OK.. that was Florida, and no, the trans are not putting on drag shows to indoctrinate your kids. DRAG PERFORMERS put on drag shows, because it is PERFORMANCE! It is THEATER! There are Straight people, cis people, gay people, trans people, all of the different ethnicities and personalities and backgrounds, coming together to perform for their audience. It doesn't mean that drag performers are trans or vice-versa. I am transgender but I sure as hell am not a drag performer. Imagine being a straight cis drag performer getting labeled as trans with non of the benefits.
I am sooooo disgusted by this conservative bullshit getting shoved down everyone's throats.

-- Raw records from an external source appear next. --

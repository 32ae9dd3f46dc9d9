//! Shared fixtures for integration tests: page builders and a booted app
//! wired to the in-memory host and the scripted transport.

#![allow(dead_code)]

use std::rc::Rc;

use libblogsphere::api::mock::MockTransport;
use libblogsphere::api::ApiTransport;
use libblogsphere::host::memory::{MemoryHost, NodeId};
use libblogsphere::render::Element;
use libblogsphere::{App, Config, Dom, EventOutcome, Selector, UiEvent};

pub struct Page {
    pub host: Rc<MemoryHost>,
    pub transport: Rc<MockTransport>,
    pub app: App<MemoryHost>,
}

impl Page {
    /// Mount `nodes` into a fresh document and boot the app over it
    pub fn boot(nodes: Vec<Element>) -> Self {
        Self::boot_with(nodes, Config::default(), |_| {})
    }

    /// Like [`Page::boot`], with a config and a hook to prepare the host
    /// (location, storage, scroll) before boot runs
    pub fn boot_with(nodes: Vec<Element>, config: Config, prepare: impl FnOnce(&MemoryHost)) -> Self {
        let host = Rc::new(MemoryHost::new());
        for node in nodes {
            host.mount(node);
        }
        prepare(&host);

        let transport = Rc::new(MockTransport::new());
        let api_transport: Rc<dyn ApiTransport> = transport.clone();
        let app = App::new(Rc::clone(&host), config, api_transport);
        app.boot();

        Self {
            host,
            transport,
            app,
        }
    }

    pub fn id(&self, id: &str) -> NodeId {
        self.host
            .by_id(id)
            .unwrap_or_else(|| panic!("no element #{}", id))
    }

    pub fn first(&self, class: &str) -> NodeId {
        self.host
            .query(&Selector::class(class))
            .unwrap_or_else(|| panic!("no element .{}", class))
    }

    pub fn text_of(&self, id: &str) -> String {
        self.host.text(&self.id(id))
    }

    pub fn type_into(&self, field: NodeId, value: &str) -> EventOutcome {
        self.host.set_value(&field, value);
        self.app.dispatch(UiEvent::Input { target: field }).outcome
    }

    pub async fn click(&self, target: NodeId) -> EventOutcome {
        self.app.dispatch_and_wait(UiEvent::Click { target }).await
    }

    pub async fn submit(&self, form_id: &str) -> EventOutcome {
        let form = self.id(form_id);
        self.app.dispatch_and_wait(UiEvent::Submit { form }).await
    }
}

pub fn like_button(post_id: u64, liked: bool, count: u64) -> Element {
    let state = if liked {
        "btn btn-sm like-btn liked btn-danger"
    } else {
        "btn btn-sm like-btn btn-outline-danger"
    };
    Element::new("button")
        .class(state)
        .attr("data-post-id", post_id.to_string())
        .child(Element::new("i").class("fas fa-heart"))
        .child(Element::new("span").class("like-count").text(count.to_string()))
}

pub fn bookmark_button(post_id: u64) -> Element {
    Element::new("button")
        .class("btn btn-sm bookmark-btn")
        .attr("data-post-id", post_id.to_string())
        .child(Element::new("i").class("far fa-bookmark"))
        .text(" Bookmark")
}

/// An existing, server-rendered comment with its delete button
pub fn existing_comment(comment_id: u64) -> Element {
    Element::new("div")
        .class("comment-item")
        .id(format!("comment-{}", comment_id))
        .child(Element::new("p").text("Earlier comment"))
        .child(
            Element::new("button")
                .class("btn btn-sm btn-outline-danger delete-comment-btn")
                .attr("data-comment-id", comment_id.to_string())
                .child(Element::new("i").class("fas fa-trash")),
        )
}

/// Post detail page for post 7 with `comments` already listed
pub fn post_page(comments: &[u64]) -> Vec<Element> {
    let mut list = Element::new("div").id("comments-list");
    if comments.is_empty() {
        list = list.child(
            Element::new("div")
                .class("text-center py-4")
                .text("No comments yet. Be the first!"),
        );
    }
    for id in comments {
        list = list.child(existing_comment(*id));
    }

    vec![
        Element::new("div").class("toast-container"),
        Element::new("div")
            .class("alert flash-message")
            .text("Welcome back!"),
        Element::new("article")
            .class("post-content")
            .child(Element::new("h1").text("Hello"))
            .child(like_button(7, false, 4))
            .child(bookmark_button(7))
            .child(
                Element::new("button")
                    .class("btn btn-sm share-btn")
                    .attr("data-post-id", "7")
                    .attr("data-post-title", "Hello"),
            )
            .child(
                Element::new("button")
                    .class("btn btn-danger delete-post-btn")
                    .attr("data-post-id", "7")
                    .text("Delete"),
            ),
        Element::new("div").id("comments-section").child(
            Element::new("h4")
                .text("Comments (")
                .child(Element::new("span").class("comment-count").text(comments.len().to_string()))
                .text(")"),
        ),
        Element::new("div").class("card-body").child(
            Element::new("form")
                .id("comment-form")
                .attr("data-post-id", "7")
                .child(
                    Element::new("textarea")
                        .id("comment-content")
                        .class("form-control")
                        .attr("name", "content"),
                )
                .child(
                    Element::new("button")
                        .class("btn btn-primary")
                        .attr("type", "submit")
                        .text("Post Comment"),
                ),
        ),
        list,
    ]
}

/// A `.mb-3` group holding one named `.form-control` input
pub fn form_field(id: &str, value: &str) -> Element {
    Element::new("div").class("mb-3").child(
        Element::new("input")
            .id(id)
            .class("form-control")
            .attr("name", id)
            .attr("value", value),
    )
}

pub fn register_page(username: &str, email: &str, password: &str, confirm: &str) -> Vec<Element> {
    vec![Element::new("form")
        .id("register-form")
        .child(form_field("username", username))
        .child(form_field("email", email))
        .child(form_field("password", password))
        .child(form_field("confirm-password", confirm))
        .child(
            Element::new("button")
                .attr("type", "submit")
                .text("Create Account"),
        )]
}

pub fn post_editor(form_id: &str, title: &str, content: &str) -> Vec<Element> {
    vec![Element::new("form")
        .id(form_id)
        .child(form_field("title", title))
        .child(Element::new("small").child(Element::new("span").id("title-count").text("0")))
        .child(
            Element::new("div").class("mb-3").child(
                Element::new("textarea")
                    .id("content")
                    .class("form-control")
                    .attr("name", "content")
                    .text(content),
            ),
        )
        .child(Element::new("small").child(Element::new("span").id("content-count").text("0")))
        .child(Element::new("button").attr("type", "submit").text("Publish"))]
}
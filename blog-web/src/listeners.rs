//! Native event table and translation into [`UiEvent`]s
//!
//! The page gets exactly one listener per native event type. Events that do
//! not bubble (`focus`, `blur`, `mouseenter`, `mouseleave`) are caught in the
//! capture phase so a single document-level listener still sees them.
//! `change` is treated as another `input`: field bindings re-run on both.

use libblogsphere::UiEvent;

/// Where a listener is installed
#[derive(Debug, Clone, Copy, PartialEq, Eq)]
pub enum ListenOn {
    Document,
    Window,
}

#[derive(Debug, Clone, Copy, PartialEq, Eq)]
pub struct Listener {
    pub event_type: &'static str,
    pub on: ListenOn,
    pub capture: bool,
    /// The handler never cancels the event
    pub passive: bool,
}

impl Listener {
    const fn bubbling(event_type: &'static str) -> Self {
        Self {
            event_type,
            on: ListenOn::Document,
            capture: false,
            passive: false,
        }
    }

    const fn captured(event_type: &'static str) -> Self {
        Self {
            event_type,
            on: ListenOn::Document,
            capture: true,
            passive: true,
        }
    }
}

pub const LISTENERS: [Listener; 10] = [
    Listener::bubbling("submit"),
    Listener::bubbling("input"),
    Listener::bubbling("change"),
    Listener::bubbling("click"),
    Listener::bubbling("keydown"),
    Listener::captured("focus"),
    Listener::captured("blur"),
    Listener::captured("mouseenter"),
    Listener::captured("mouseleave"),
    Listener {
        event_type: "scroll",
        on: ListenOn::Window,
        capture: false,
        passive: true,
    },
];

/// Key and modifier state of a `keydown`
#[derive(Debug, Clone, PartialEq, Eq)]
pub struct KeyPress {
    pub key: String,
    pub ctrl: bool,
}

/// Build the [`UiEvent`] for a native event
///
/// Returns `None` for event types the page does not handle, and for events
/// missing what their variant needs (a target element, key state).
pub fn translate<E>(event_type: &str, target: Option<E>, key: Option<KeyPress>) -> Option<UiEvent<E>> {
    if event_type == "scroll" {
        return Some(UiEvent::Scroll);
    }

    let target = target?;
    let event = match event_type {
        "submit" => UiEvent::Submit { form: target },
        "input" | "change" => UiEvent::Input { target },
        "click" => UiEvent::Click { target },
        "focus" => UiEvent::Focus { target },
        "blur" => UiEvent::Blur { target },
        "mouseenter" => UiEvent::PointerEnter { target },
        "mouseleave" => UiEvent::PointerLeave { target },
        "keydown" => {
            let KeyPress { key, ctrl } = key?;
            UiEvent::KeyDown { target, key, ctrl }
        }
        _ => return None,
    };
    Some(event)
}
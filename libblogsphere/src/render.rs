//! Typed fragments for everything the interaction layer inserts into a page
//!
//! Fragments are built from [`Node`] values rather than strings. Text only
//! ever enters a fragment as a [`Node::Text`], and serialization escapes it,
//! so server-supplied content cannot turn into markup.

use crate::types::{CommentView, PostId};

/// A node in an insertable fragment
#[derive(Debug, Clone, PartialEq, Eq)]
pub enum Node {
    Element(Element),
    Text(String),
    /// `<br>`
    LineBreak,
}

#[derive(Debug, Clone, Default, PartialEq, Eq)]
pub struct Element {
    pub tag: String,
    pub id: Option<String>,
    pub classes: Vec<String>,
    pub attrs: Vec<(String, String)>,
    pub children: Vec<Node>,
}

impl Element {
    pub fn new(tag: &str) -> Self {
        Self {
            tag: tag.to_string(),
            ..Default::default()
        }
    }

    pub fn id(mut self, id: impl Into<String>) -> Self {
        self.id = Some(id.into());
        self
    }

    /// Add one or more space-separated classes
    pub fn class(mut self, classes: &str) -> Self {
        self.classes
            .extend(classes.split_whitespace().map(str::to_string));
        self
    }

    pub fn attr(mut self, name: &str, value: impl Into<String>) -> Self {
        self.attrs.push((name.to_string(), value.into()));
        self
    }

    pub fn child(mut self, node: impl Into<Node>) -> Self {
        self.children.push(node.into());
        self
    }

    pub fn children(mut self, nodes: impl IntoIterator<Item = Node>) -> Self {
        self.children.extend(nodes);
        self
    }

    pub fn text(self, text: impl Into<String>) -> Self {
        self.child(Node::Text(text.into()))
    }
}

impl From<Element> for Node {
    fn from(element: Element) -> Self {
        Node::Element(element)
    }
}

impl Node {
    pub fn text(text: impl Into<String>) -> Self {
        Node::Text(text.into())
    }

    /// Concatenated text of this node and its descendants
    pub fn text_content(&self) -> String {
        let mut out = String::new();
        self.collect_text(&mut out);
        out
    }

    fn collect_text(&self, out: &mut String) {
        match self {
            Node::Text(text) => out.push_str(text),
            Node::LineBreak => out.push('\n'),
            Node::Element(element) => {
                for child in &element.children {
                    child.collect_text(out);
                }
            }
        }
    }

    /// Serialize to HTML, escaping all text and attribute values
    pub fn to_html(&self) -> String {
        let mut out = String::new();
        self.write_html(&mut out);
        out
    }

    fn write_html(&self, out: &mut String) {
        match self {
            Node::Text(text) => out.push_str(&escape_html(text)),
            Node::LineBreak => out.push_str("<br>"),
            Node::Element(element) => {
                out.push('<');
                out.push_str(&element.tag);
                if let Some(id) = &element.id {
                    push_attr(out, "id", id);
                }
                if !element.classes.is_empty() {
                    push_attr(out, "class", &element.classes.join(" "));
                }
                for (name, value) in &element.attrs {
                    push_attr(out, name, value);
                }
                out.push('>');
                for child in &element.children {
                    child.write_html(out);
                }
                out.push_str("</");
                out.push_str(&element.tag);
                out.push('>');
            }
        }
    }
}

/// Serialize a sequence of sibling nodes
pub fn fragment_html(nodes: &[Node]) -> String {
    nodes.iter().map(Node::to_html).collect()
}

fn push_attr(out: &mut String, name: &str, value: &str) {
    out.push(' ');
    out.push_str(name);
    out.push_str("=\"");
    out.push_str(&escape_html(value));
    out.push('"');
}

pub fn escape_html(text: &str) -> String {
    let mut escaped = String::with_capacity(text.len());
    for c in text.chars() {
        match c {
            '&' => escaped.push_str("&amp;"),
            '<' => escaped.push_str("&lt;"),
            '>' => escaped.push_str("&gt;"),
            '"' => escaped.push_str("&quot;"),
            '\'' => escaped.push_str("&#39;"),
            _ => escaped.push(c),
        }
    }
    escaped
}

/// Text with every `\n` turned into a line break
pub fn multiline(text: &str) -> Vec<Node> {
    let mut nodes = Vec::new();
    for (i, line) in text.split('\n').enumerate() {
        if i > 0 {
            nodes.push(Node::LineBreak);
        }
        if !line.is_empty() {
            nodes.push(Node::text(line));
        }
    }
    nodes
}

fn icon(classes: &str) -> Node {
    Element::new("i").class(classes).into()
}

/// A freshly created comment, ready to prepend to `#comments-list`
pub fn comment_item(comment: &CommentView) -> Node {
    let header = Element::new("div")
        .class("comment-header")
        .child(
            Element::new("strong")
                .class("comment-author")
                .text(comment.author.as_str()),
        )
        .child(
            Element::new("small")
                .class("text-muted ms-2 comment-time")
                .text(comment.display_time()),
        );

    let body = Element::new("div").class("comment-body").child(
        Element::new("p")
            .class("mt-2 mb-0")
            .children(multiline(&comment.content)),
    );

    let actions = Element::new("div").class("comment-actions").child(
        Element::new("button")
            .class("btn btn-sm btn-outline-danger delete-comment-btn")
            .attr("data-comment-id", comment.id.to_string())
            .attr("title", "Delete comment")
            .child(icon("fas fa-trash")),
    );

    Element::new("div")
        .class("comment-item animate__animated animate__fadeInDown")
        .id(comment.element_id())
        .child(
            Element::new("div")
                .class("d-flex justify-content-between align-items-start")
                .child(
                    Element::new("div")
                        .class("comment-content")
                        .child(header)
                        .child(body),
                )
                .child(actions),
        )
        .into()
}

#[derive(Debug, Clone, Copy, PartialEq, Eq)]
pub enum ToastKind {
    Success,
    Info,
}

pub fn toast(message: &str, kind: ToastKind) -> Node {
    let background = match kind {
        ToastKind::Success => "bg-success",
        ToastKind::Info => "bg-primary",
    };

    Element::new("div")
        .class("toast show align-items-center text-white border-0")
        .class(background)
        .attr("role", "alert")
        .child(
            Element::new("div")
                .class("d-flex")
                .child(Element::new("div").class("toast-body").text(message))
                .child(
                    Element::new("button")
                        .class("btn-close btn-close-white me-2 m-auto")
                        .attr("type", "button")
                        .attr("data-bs-dismiss", "toast"),
                ),
        )
        .into()
}

/// Banner shown above a form when submission is blocked
pub fn form_error(message: &str) -> Node {
    Element::new("div")
        .class("alert alert-danger form-error-message mt-3")
        .attr("role", "alert")
        .child(icon("fas fa-exclamation-triangle"))
        .text(format!(" {}", message))
        .into()
}

/// Inline message placed right after an invalid field
pub fn invalid_feedback(message: &str) -> Node {
    Element::new("div")
        .class("invalid-feedback")
        .text(message)
        .into()
}

/// Submit button contents while a submission is in flight
pub fn loading_label(text: &str) -> Vec<Node> {
    vec![icon("fas fa-spinner fa-spin"), Node::text(format!(" {}", text))]
}

pub fn bookmark_label(bookmarked: bool) -> Vec<Node> {
    if bookmarked {
        vec![icon("fas fa-bookmark"), Node::text(" Bookmarked")]
    } else {
        vec![icon("far fa-bookmark"), Node::text(" Bookmark")]
    }
}

pub fn reading_progress() -> Node {
    Element::new("div")
        .class("reading-progress")
        .child(Element::new("div").class("progress-bar"))
        .into()
}

/// Counter line created under the comment box when the page lacks one
pub fn comment_counter(max: usize) -> Node {
    Element::new("div")
        .class("form-text")
        .child(Element::new("span").id("comment-counter").text("0"))
        .text(format!("/{} characters", max))
        .into()
}

pub fn post_url(origin: &str, post_id: PostId) -> String {
    format!("{}/post/{}", origin.trim_end_matches('/'), post_id)
}

#[cfg(test)]
mod tests {
    use super::*;
    use crate::types::CommentId;

    fn sample_comment(content: &str) -> CommentView {
        CommentView {
            id: CommentId(42),
            author: "alice".to_string(),
            content: content.to_string(),
            created_at: "2024-01-02 03:04:05".to_string(),
        }
    }

    #[test]
    fn test_escape_html() {
        assert_eq!(
            escape_html(r#"<b>"Tom" & 'Jerry'</b>"#),
            "&lt;b&gt;&quot;Tom&quot; &amp; &#39;Jerry&#39;&lt;/b&gt;"
        );
    }

    #[test]
    fn test_multiline_converts_newlines() {
        assert_eq!(
            multiline("hi\nthere"),
            vec![Node::text("hi"), Node::LineBreak, Node::text("there")]
        );
        assert_eq!(multiline("a\n\nb").len(), 4);
    }

    #[test]
    fn test_comment_item_is_addressable_and_escaped() {
        let html = comment_item(&sample_comment("hi\nthere")).to_html();
        assert!(html.contains(r#"id="comment-42""#));
        assert!(html.contains("hi<br>there"));
        assert!(html.contains(r#"data-comment-id="42""#));
        assert!(html.contains(">alice<"));

        let html = comment_item(&sample_comment("<script>alert(1)</script>")).to_html();
        assert!(!html.contains("<script>"));
        assert!(html.contains("&lt;script&gt;alert(1)&lt;/script&gt;"));
    }

    #[test]
    fn test_author_is_escaped() {
        let mut comment = sample_comment("hi");
        comment.author = "<img src=x>".to_string();
        let html = comment_item(&comment).to_html();
        assert!(html.contains("&lt;img src=x&gt;"));
    }

    #[test]
    fn test_attribute_values_are_escaped() {
        let node: Node = Element::new("a").attr("title", "\"><x").into();
        assert_eq!(node.to_html(), r#"<a title="&quot;&gt;&lt;x"></a>"#);
    }

    #[test]
    fn test_text_content() {
        let node = form_error("Passwords do not match!");
        assert_eq!(node.text_content(), " Passwords do not match!");
    }

    #[test]
    fn test_toast_classes() {
        let html = toast("Saved", ToastKind::Success).to_html();
        assert!(html.contains("bg-success"));
        assert!(html.contains("Saved"));
        assert!(toast("Hi", ToastKind::Info).to_html().contains("bg-primary"));
    }

    #[test]
    fn test_bookmark_label() {
        assert_eq!(
            fragment_html(&bookmark_label(true)),
            r#"<i class="fas fa-bookmark"></i> Bookmarked"#
        );
        assert_eq!(
            fragment_html(&bookmark_label(false)),
            r#"<i class="far fa-bookmark"></i> Bookmark"#
        );
    }

    #[test]
    fn test_post_url() {
        assert_eq!(
            post_url("https://blog.example.com/", PostId(9)),
            "https://blog.example.com/post/9"
        );
    }
}
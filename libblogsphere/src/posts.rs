//! Post interactions: likes, deletion, sharing, the reading progress bar and
//! deferred image loading

use std::cell::RefCell;
use std::collections::HashSet;
use std::rc::Rc;

use futures::future::LocalBoxFuture;
use futures::FutureExt;
use tracing::{debug, info};

use crate::api::ApiClient;
use crate::host::{Host, Selector, ShareData};
use crate::render;
use crate::types::{LikeState, PostId};
use crate::ui::Ui;

pub const LIKE_FAILED_MESSAGE: &str = "An error occurred while liking the post.";
pub const CONFIRM_DELETE_POST_MESSAGE: &str =
    "Are you sure you want to delete this post? This action cannot be undone.";
pub const SHARE_TEXT: &str = "Check out this blog post on BlogSphere!";
pub const URL_COPIED_MESSAGE: &str = "Post URL copied to clipboard!";

pub struct PostManager<H: Host> {
    ui: Ui<H>,
    api: Rc<ApiClient>,
    liking: Rc<RefCell<HashSet<PostId>>>,
}

impl<H: Host> Clone for PostManager<H> {
    fn clone(&self) -> Self {
        Self {
            ui: self.ui.clone(),
            api: Rc::clone(&self.api),
            liking: Rc::clone(&self.liking),
        }
    }
}

impl<H: Host> PostManager<H> {
    pub fn new(ui: Ui<H>, api: Rc<ApiClient>) -> Self {
        Self {
            ui,
            api,
            liking: Rc::new(RefCell::new(HashSet::new())),
        }
    }

    fn like_buttons(&self, post_id: PostId) -> Vec<H::Element> {
        self.ui.host().query_all(
            None,
            &Selector::class("like-btn").with_attr("data-post-id", post_id),
        )
    }

    /// Ask the server to flip the like state of `post_id`
    ///
    /// The post's like buttons are disabled until the answer arrives, and a
    /// second toggle for the same post is dropped meanwhile.
    pub fn toggle_like(&self, post_id: PostId) -> Option<LocalBoxFuture<'static, ()>> {
        if !self.liking.borrow_mut().insert(post_id) {
            debug!(%post_id, "Like already in flight");
            return None;
        }

        let buttons = self.like_buttons(post_id);
        for button in &buttons {
            self.ui.host().set_disabled(button, true);
        }
        debug!(%post_id, "Toggling like");

        let this = self.clone();
        Some(
            async move {
                match this.api.like_post(post_id).await {
                    Ok(state) => this.apply_like(post_id, state),
                    Err(error) => this.ui.report_failure(&error, LIKE_FAILED_MESSAGE),
                }
                for button in &buttons {
                    this.ui.host().set_disabled(button, false);
                }
                this.liking.borrow_mut().remove(&post_id);
            }
            .boxed_local(),
        )
    }

    /// Render the server's like state onto every like button of the post
    pub fn apply_like(&self, post_id: PostId, state: LikeState) {
        let host = self.ui.host();
        info!(%post_id, liked = state.liked, count = state.like_count, "Like state applied");

        for button in self.like_buttons(post_id) {
            if state.liked {
                host.add_class(&button, "liked");
                host.remove_class(&button, "btn-outline-danger");
                host.add_class(&button, "btn-danger");
            } else {
                host.remove_class(&button, "liked");
                host.remove_class(&button, "btn-danger");
                host.add_class(&button, "btn-outline-danger");
            }

            if let Some(label) = host.query_in(&button, &Selector::class("like-count")) {
                host.set_text(&label, &state.like_count.to_string());
            }
        }
    }

    /// Hover highlight on like buttons that are not liked yet
    pub fn on_pointer(&self, target: &H::Element, entered: bool) {
        let host = self.ui.host();
        if !host.has_class(target, "like-btn") || host.has_class(target, "liked") {
            return;
        }
        if entered {
            host.add_class(target, "text-danger");
        } else {
            host.remove_class(target, "text-danger");
        }
    }

    /// Confirm, then leave the page through `POST /delete_post/{id}`
    pub fn delete_post(&self, post_id: PostId) -> bool {
        if !self.ui.confirm(CONFIRM_DELETE_POST_MESSAGE) {
            return false;
        }
        let action = self.api.delete_post_action(post_id);
        info!(%post_id, action = %action, "Deleting post");
        self.ui.host().submit_form("POST", &action);
        true
    }

    /// Native share sheet, or copy the post URL when there is none
    pub fn share_post(&self, post_id: PostId, title: &str) {
        let host = self.ui.host();
        let url = render::post_url(&host.location_origin(), post_id);
        let data = ShareData {
            title: title.to_string(),
            text: SHARE_TEXT.to_string(),
            url: url.clone(),
        };

        if host.share(&data) {
            debug!(%post_id, "Shared through host");
            return;
        }
        if host.copy_to_clipboard(&url) {
            self.ui.alert(URL_COPIED_MESSAGE);
        }
    }

    /// Put a reading progress bar at the top of post pages
    ///
    /// Returns whether the page has one afterwards.
    pub fn install_reading_progress(&self) -> bool {
        let host = self.ui.host();
        if host.query(&Selector::class("post-content")).is_none() {
            return false;
        }
        if host.query(&Selector::class("reading-progress")).is_some() {
            return true;
        }
        match host.query(&Selector::tag("body")) {
            Some(body) => host.prepend(&body, &render::reading_progress()).is_some(),
            None => false,
        }
    }

    /// Move `data-src` into `src` for images that came within reach
    ///
    /// An image is in reach once its top edge is above the bottom of the
    /// viewport. Loaded images keep `data-src`; a matching `src` marks them
    /// done. Returns how many images were loaded by this call.
    pub fn load_lazy_images(&self) -> usize {
        let host = self.ui.host();
        let metrics = host.scroll_metrics();
        let horizon = metrics.scroll_top + metrics.client_height;

        let mut loaded = 0;
        for image in host.query_all(None, &Selector::tag("img").has_attr("data-src")) {
            let Some(source) = host.attr(&image, "data-src") else {
                continue;
            };
            if host.attr(&image, "src").as_deref() == Some(source.as_str())
                || host.offset_top(&image) > horizon
            {
                continue;
            }
            host.set_attr(&image, "src", &source);
            host.remove_class(&image, "lazy");
            loaded += 1;
        }

        if loaded > 0 {
            debug!(loaded, "Deferred images loaded");
        }
        loaded
    }

    /// Size the progress bar to the share of the page scrolled so far
    pub fn on_scroll(&self) -> Option<f64> {
        let host = self.ui.host();
        let container = host.query(&Selector::class("reading-progress"))?;
        let bar = host.query_in(&container, &Selector::class("progress-bar"))?;

        let percent = host.scroll_metrics().progress_percent();
        host.set_style(&bar, "width", &format!("{}%", percent));
        Some(percent)
    }
}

Meanwhile, all these conservatives are dropping one by one because they're getting caught for the exact things that they project onto the left. That's why G.O.P. stands for Gaslight, Obstruct, Project.
If you consider yourself a conservative and have your whole life, I have bad news for you. The conservative party that we all grew up with, doesn't exist anymore. All there is anymore is MAGA extremists calling themselves "conservatives" while they line their pockets and watch the world burn.
I for one, will no longer be silent. I'm not going to hide. I'm not going stand back and watch this happen while simultaneously waiting until I, or someone close to me, becomes the inevitable next target. I'm going to give into my darkside and act accordingly by LOUDLY and BLATANTLY get in the faces of shitty fucking people doing and saying shitty fucking things. I will not tolerate the intolerant. Fuck fascists.
Thanks Conservatives! Now I'm an ANTIFA radical! That's your fault! See ya at the next protest, I'll be the one handing out bricks. BTW, I can't wait to see what happens to Michael Craig Monger of Prattsville, AL. Turn out it's pretty easy to track down the personal info on someone if you just put your mind to it. Things like (but not limited to) addresses, phone numbers, social media profiles, emails, photos, family members, schools, work history, work schedule, arrest records, etc. Because now, us trans folks, are pissed and we have that information. I looked all of that up last night in about an hour. Aaaaaaaaaand... Michael Craig Monger's home isn't bad looking from Google Street view. He's doing quite well for himself considering he is only 28. He just bought that home this year in fact! Living the American Dream, I'll tell you what. Seems like things are just starting to work out for Mr Monger.
But, unfortunately, he decided to prey on someone else just to make a name for himself. Fucking disgusting human being.
Rest in peace Bubba Copeland and Brittini Blaire. My heart goes out to their family. I have nothing to offer to the family, as I am poor as he'll, but I can promise that Bubba will not be forgotten and, unfortunately for 1819 News, neither will the actions of Michael Craig Monger.
I cannot believe she committed suicide and there are still people out there justifying the horrifying behaviour by the people that outed her. Its fucking disgusting. I will be at the protests too.